Task description - Which of the lines below mention the word "struct"? Pull each one out.

*** Record extracts Section Begins ***

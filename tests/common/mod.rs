//! Shared helpers for integration tests: in-memory port implementations and
//! a scripted executor with observable call history.

#![allow(dead_code)]

use std::collections::{HashMap, VecDeque};
use std::sync::atomic::{AtomicU32, Ordering};
use std::sync::{Arc, Mutex};
use std::time::Duration;

use async_trait::async_trait;
use chrono::{DateTime, Utc};
use uuid::Uuid;

use adwatch::domain::models::{
    ActionMetadata, ActionParams, ActionPriority, ActionTrigger, ConditionKind, ExecutionRecord,
    ExecutionResult, ExecutionStatus, MetricObservation, Rule, RuleScope, StatsReport,
    TriggerCondition, WeightKey,
};
use adwatch::domain::ports::{ActionExecutor, ExecutionLog, RuleStore};
use adwatch::domain::{DomainError, DomainResult};

// ---------------------------------------------------------------------------
// Builders
// ---------------------------------------------------------------------------

pub fn make_rule(name: &str, threshold: f64, action_type: &str) -> Rule {
    Rule::new(
        name,
        RuleScope::for_metric("ppc", "cost_per_click"),
        TriggerCondition::new(ConditionKind::GreaterThan, Some(threshold)),
        action_type,
    )
}

pub fn make_observation(value: f64) -> MetricObservation {
    MetricObservation::new("ppc", "cost_per_click", value).with_campaign("cmp-1")
}

pub fn make_trigger(rule: &Rule, priority: ActionPriority, value: f64) -> ActionTrigger {
    let now = Utc::now();
    ActionTrigger {
        rule_id: rule.id,
        rule_name: rule.name.clone(),
        action_type: rule.action_type.clone(),
        priority,
        params: ActionParams {
            agent_name: "ppc".to_string(),
            agent_type: "ppc".to_string(),
            campaign_id: Some("cmp-1".to_string()),
            metric_id: Some(Uuid::new_v4()),
            trigger_value: Some(value),
            threshold: rule.condition.threshold,
            config: rule.action_params.clone(),
            metadata: ActionMetadata {
                rule_id: Some(rule.id),
                triggered_at: now,
                priority,
            },
        },
        metric_type: Some("cost_per_click".to_string()),
        metric_subtype: None,
        category: None,
        cooldown_until: None,
        triggered_at: now,
    }
}

// ---------------------------------------------------------------------------
// Scripted executor
// ---------------------------------------------------------------------------

/// One scripted attempt outcome.
#[derive(Debug, Clone)]
pub enum Scripted {
    Succeed,
    Fail,
    Error,
}

/// Executor that plays back a script of attempt outcomes and records every
/// call in a shared event log (`start:<action>` / `end:<action>`).
pub struct ScriptedExecutor {
    action_type: String,
    script: Mutex<VecDeque<Scripted>>,
    max_retries: u32,
    calls: AtomicU32,
    events: Arc<Mutex<Vec<String>>>,
    delay: Option<Duration>,
}

impl ScriptedExecutor {
    pub fn new(action_type: &str, script: Vec<Scripted>) -> Self {
        Self {
            action_type: action_type.to_string(),
            script: Mutex::new(script.into()),
            max_retries: 3,
            calls: AtomicU32::new(0),
            events: Arc::new(Mutex::new(Vec::new())),
            delay: None,
        }
    }

    pub fn with_max_retries(mut self, max_retries: u32) -> Self {
        self.max_retries = max_retries;
        self
    }

    /// Share an event log across executors to observe execution ordering.
    pub fn with_events(mut self, events: Arc<Mutex<Vec<String>>>) -> Self {
        self.events = events;
        self
    }

    /// Hold each execution open for the given duration.
    pub fn with_delay(mut self, delay: Duration) -> Self {
        self.delay = Some(delay);
        self
    }

    pub fn calls(&self) -> u32 {
        self.calls.load(Ordering::SeqCst)
    }

    pub fn events(&self) -> Arc<Mutex<Vec<String>>> {
        self.events.clone()
    }
}

#[async_trait]
impl ActionExecutor for ScriptedExecutor {
    fn action_type(&self) -> &str {
        &self.action_type
    }

    fn max_retries(&self) -> u32 {
        self.max_retries
    }

    async fn validate(&self, _params: &ActionParams) -> DomainResult<bool> {
        Ok(true)
    }

    async fn execute(&self, _params: &ActionParams) -> DomainResult<ExecutionResult> {
        self.calls.fetch_add(1, Ordering::SeqCst);
        self.events
            .lock()
            .unwrap()
            .push(format!("start:{}", self.action_type));

        if let Some(delay) = self.delay {
            tokio::time::sleep(delay).await;
        }

        let outcome = self
            .script
            .lock()
            .unwrap()
            .pop_front()
            .unwrap_or(Scripted::Succeed);
        self.events
            .lock()
            .unwrap()
            .push(format!("end:{}", self.action_type));

        match outcome {
            Scripted::Succeed => Ok(ExecutionResult::ok("scripted success")),
            Scripted::Fail => Ok(ExecutionResult::failed("scripted failure", "transient")),
            Scripted::Error => Err(DomainError::ExecutionFailure("scripted error".to_string())),
        }
    }
}

// ---------------------------------------------------------------------------
// In-memory RuleStore
// ---------------------------------------------------------------------------

#[derive(Default)]
pub struct MemoryRuleStore {
    rules: Mutex<HashMap<Uuid, Rule>>,
}

impl MemoryRuleStore {
    pub fn with_rules(rules: Vec<Rule>) -> Self {
        Self {
            rules: Mutex::new(rules.into_iter().map(|r| (r.id, r)).collect()),
        }
    }

    pub fn fire_count(&self, id: Uuid) -> u64 {
        self.rules
            .lock()
            .unwrap()
            .get(&id)
            .map_or(0, |r| r.fire_count)
    }

    pub fn last_fired(&self, id: Uuid) -> Option<DateTime<Utc>> {
        self.rules.lock().unwrap().get(&id).and_then(|r| r.last_fired)
    }
}

#[async_trait]
impl RuleStore for MemoryRuleStore {
    async fn create(&self, rule: &Rule) -> DomainResult<()> {
        self.rules.lock().unwrap().insert(rule.id, rule.clone());
        Ok(())
    }

    async fn get(&self, id: Uuid) -> DomainResult<Option<Rule>> {
        Ok(self.rules.lock().unwrap().get(&id).cloned())
    }

    async fn get_by_name(&self, name: &str) -> DomainResult<Option<Rule>> {
        Ok(self
            .rules
            .lock()
            .unwrap()
            .values()
            .find(|r| r.name == name)
            .cloned())
    }

    async fn update(&self, rule: &Rule) -> DomainResult<()> {
        self.rules.lock().unwrap().insert(rule.id, rule.clone());
        Ok(())
    }

    async fn delete(&self, id: Uuid) -> DomainResult<()> {
        self.rules.lock().unwrap().remove(&id);
        Ok(())
    }

    async fn list(&self) -> DomainResult<Vec<Rule>> {
        Ok(self.rules.lock().unwrap().values().cloned().collect())
    }

    async fn list_active(&self) -> DomainResult<Vec<Rule>> {
        let mut active: Vec<Rule> = self
            .rules
            .lock()
            .unwrap()
            .values()
            .filter(|r| r.enabled)
            .cloned()
            .collect();
        active.sort_by(|a, b| a.priority.cmp(&b.priority));
        Ok(active)
    }

    async fn set_enabled(&self, id: Uuid, enabled: bool) -> DomainResult<bool> {
        let mut rules = self.rules.lock().unwrap();
        match rules.get_mut(&id) {
            Some(rule) => {
                rule.enabled = enabled;
                Ok(true)
            }
            None => Ok(false),
        }
    }

    async fn record_fired(&self, id: Uuid, fired_at: DateTime<Utc>) -> DomainResult<()> {
        let mut rules = self.rules.lock().unwrap();
        let rule = rules.get_mut(&id).ok_or(DomainError::RuleNotFound(id))?;
        rule.last_fired = Some(fired_at);
        rule.fire_count += 1;
        Ok(())
    }
}

// ---------------------------------------------------------------------------
// In-memory ExecutionLog
// ---------------------------------------------------------------------------

#[derive(Default)]
pub struct MemoryExecutionLog {
    records: Mutex<Vec<ExecutionRecord>>,
}

impl MemoryExecutionLog {
    pub fn records(&self) -> Vec<ExecutionRecord> {
        self.records.lock().unwrap().clone()
    }
}

#[async_trait]
impl ExecutionLog for MemoryExecutionLog {
    async fn append(&self, record: &ExecutionRecord) -> DomainResult<()> {
        self.records.lock().unwrap().push(record.clone());
        Ok(())
    }

    async fn get(&self, id: Uuid) -> DomainResult<Option<ExecutionRecord>> {
        Ok(self
            .records
            .lock()
            .unwrap()
            .iter()
            .find(|r| r.id == id)
            .cloned())
    }

    async fn recent(
        &self,
        window: Duration,
        agent_type: Option<&str>,
        metric_type: Option<&str>,
    ) -> DomainResult<Vec<ExecutionRecord>> {
        let cutoff = Utc::now()
            - chrono::Duration::from_std(window).unwrap_or_else(|_| chrono::Duration::days(365));
        Ok(self
            .records
            .lock()
            .unwrap()
            .iter()
            .filter(|r| r.started_at >= cutoff)
            .filter(|r| r.status != ExecutionStatus::Skipped)
            .filter(|r| agent_type.is_none_or(|a| r.agent_type == a))
            .filter(|r| metric_type.is_none_or(|m| r.metric_type.as_deref() == Some(m)))
            .cloned()
            .collect())
    }

    async fn success_rate(&self, key: &WeightKey, _window: Duration) -> DomainResult<Option<f64>> {
        let records = self.records.lock().unwrap();
        let matching: Vec<_> = records
            .iter()
            .filter(|r| r.agent_type == key.agent_type)
            .collect();
        if matching.is_empty() {
            return Ok(None);
        }
        let successes = matching.iter().filter(|r| r.result.success).count();
        Ok(Some(successes as f64 / matching.len() as f64))
    }

    async fn recent_trigger_values(
        &self,
        key: &WeightKey,
        _window: Duration,
        limit: u32,
    ) -> DomainResult<Vec<f64>> {
        Ok(self
            .records
            .lock()
            .unwrap()
            .iter()
            .filter(|r| r.agent_type == key.agent_type)
            .filter_map(|r| r.trigger_value)
            .take(limit as usize)
            .collect())
    }

    async fn stats(&self, window: Duration) -> DomainResult<StatsReport> {
        let records = self.recent(window, None, None).await?;
        let mut report = StatsReport {
            window_hours: window.as_secs() / 3600,
            ..StatsReport::default()
        };
        report.total = records.len() as u64;
        report.succeeded = records
            .iter()
            .filter(|r| r.status == ExecutionStatus::Completed)
            .count() as u64;
        report.failed = records
            .iter()
            .filter(|r| r.status == ExecutionStatus::Failed)
            .count() as u64;
        Ok(report)
    }

    async fn prune_older_than(&self, _retention: Duration) -> DomainResult<u64> {
        Ok(0)
    }
}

*** Record extracts Section Ends ***

Written solution -
pub struct ScriptedExecutor {
pub struct MemoryRuleStore {
pub struct MemoryExecutionLog {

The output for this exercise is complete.